Arthur still crouched at the edge of the lake in front of him. 

If what he saw could even be described as a lake, even though it reminded him of a mirror. The water just seemed too perfect, now all black after Arthur took a peek at the surface. 

"Man, I don't know anymore, it just seems way too abnormal to be true." Arthur sighed. 

He didn't know what to do, and just this moment his hand started to move by itself. It now moved towards the surface trying to touch and dive into it. 

But just before he touched it Arthur gave himself a slight slap across the face and came back to his senses. The pain sent through his body was just enough for him to feel it and stagger back a few centimeters. 

"What the hell am I doing?" Arthur started to doubt himself. 

"This is... This is normal," he muttered, trying to steady himself. "Weird lake, weird forest. Just... messed-up dreams. Nothing new." 

But deep down, he didn't believe it. 

He hadn't believed that since the moment he first felt the pain tear through his bare feet. No dream hurt this much. No dream bled so easily under his fingernails. 

And now this — this perfect, wrong lake — felt like something waiting. 

A low growl echoed from the woods behind him. A sound so deep it made the ground vibrate under his knees. 

Arthur flinched but didn't turn. 

Didn't dare. 

He was too thirsty to hesitate again. Too empty. 

After all, he hadn't had something to drink for at least 2 Days, his mind was too blurred to even think straight. 

His throat burned. His lips were cracked and bleeding. His tongue felt like sandpaper against his teeth. 

The water gleamed, dark and full of rich taste. 

He hesitated for one last heartbeat — and then, without thinking, without choosing, he plunged his hands into the lake and scooped the water to his mouth. 

It was cold, but it also felt really refreshing to his mouth. 

It burned going down — not like fire, but like ice shards carving a path through his insides. 

He gagged, coughed, almost retched it up. 

And then the world exploded into tiny particles, as if his surroundings were devouring him from inside. He tried to fight back but was too weak physically and mentally alike. 

Darkness slammed into his mind. Throwing him out of his consciousness 

Not blindness. Darkness. Like falling backward into an endless black ocean, crushed under invisible waves. 

The stars vanished. 

The trees melted. 

The air itself folded inward. 

Shapes loomed in the black — massive, coiling things, larger than mountains, scraping against unseen walls. 

Hands — endless hands — reached out, beckoning. 

Arthur tried to scream but no sound came. 

His body floated. Weightless. Powerless. 

Small. 

Tiny. 

Something brushed against his skin — a caress colder than death. 

And then he was back — snapping into his body like a puppet on a string. 

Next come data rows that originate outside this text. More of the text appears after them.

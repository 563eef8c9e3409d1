//! # launchable-client
//!
//! HTTP side of the Launchable CLI: session registration, streaming
//! gzip-compressed event upload, and recorded-result retrieval.
//!
//! ## Key Types
//!
//! - [`LaunchableClient`] - workspace-scoped blocking HTTP client
//! - [`EventStream`] - lazy `{"events": [...]}` payload reader
//! - [`TestResults`] - recorded results with shared aggregation

pub mod client;
pub mod results;
pub mod stream;

pub use client::{ClientError, LaunchableClient, BASE_URL_ENV, DEFAULT_BASE_URL, TOKEN_ENV};
pub use results::{ResultSummary, StatusSummary, TestResult, TestResults};
pub use stream::{gzip_events, EventStream};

He staggered from the lakeshore, clutching his head. 

Everything around him spun. 

The trees leaned in, impossibly close, their branches writhing like they were breathing. The moss underfoot pulsed, black veins threading through it. The stars above twisted, forming symbols he didn't understand — and didn't want to. 

His stomach heaved. 

Arthur dropped to his knees, retching dryly until bile burned his throat. 

The hallucinations worsened. 

Shapes flickered at the edges of his vision — tall, gangly silhouettes with too-long limbs and faces blurred like smudged ink. They didn't move like people. They slid, shimmered, flickered from one moment to the next. 

But they never came near him, they stood at the edge of his view and stayed there. Arthur heard some giggling, laughing and some suspicious noises. But he wasn't in the condition to do something about it. 

He stumbled through the forest, coughing, tripping over roots, hands slashing through low-hanging branches. With only about half his vision and the rest blurry, he nearly fell and kissed the ground but caught himself on a low-hanging branch.  

No matter where he went, the shadows followed. Without a sound now and perfectly synchronized with his movements. He couldn't outrun them, but he also couldn't accept them. 

They never touched him directly. Not yet. But every time he blinked, they were closer. Closer. Watching with faces that had too many eyes, or none at all. 

He drew lines in the dirt as he collapsed beneath a crooked tree, desperate, childish defenses — thinking, hoping, that if he slept and the lines stayed untouched, he'd be safe. 

But even as he dragged his finger through the cold mud, he could feel them pressing in. 

Breathing. 

Whispering. 

Arthur curled against the roots of the tree, convulsing in silent terror. He needed to recover fast, but how. 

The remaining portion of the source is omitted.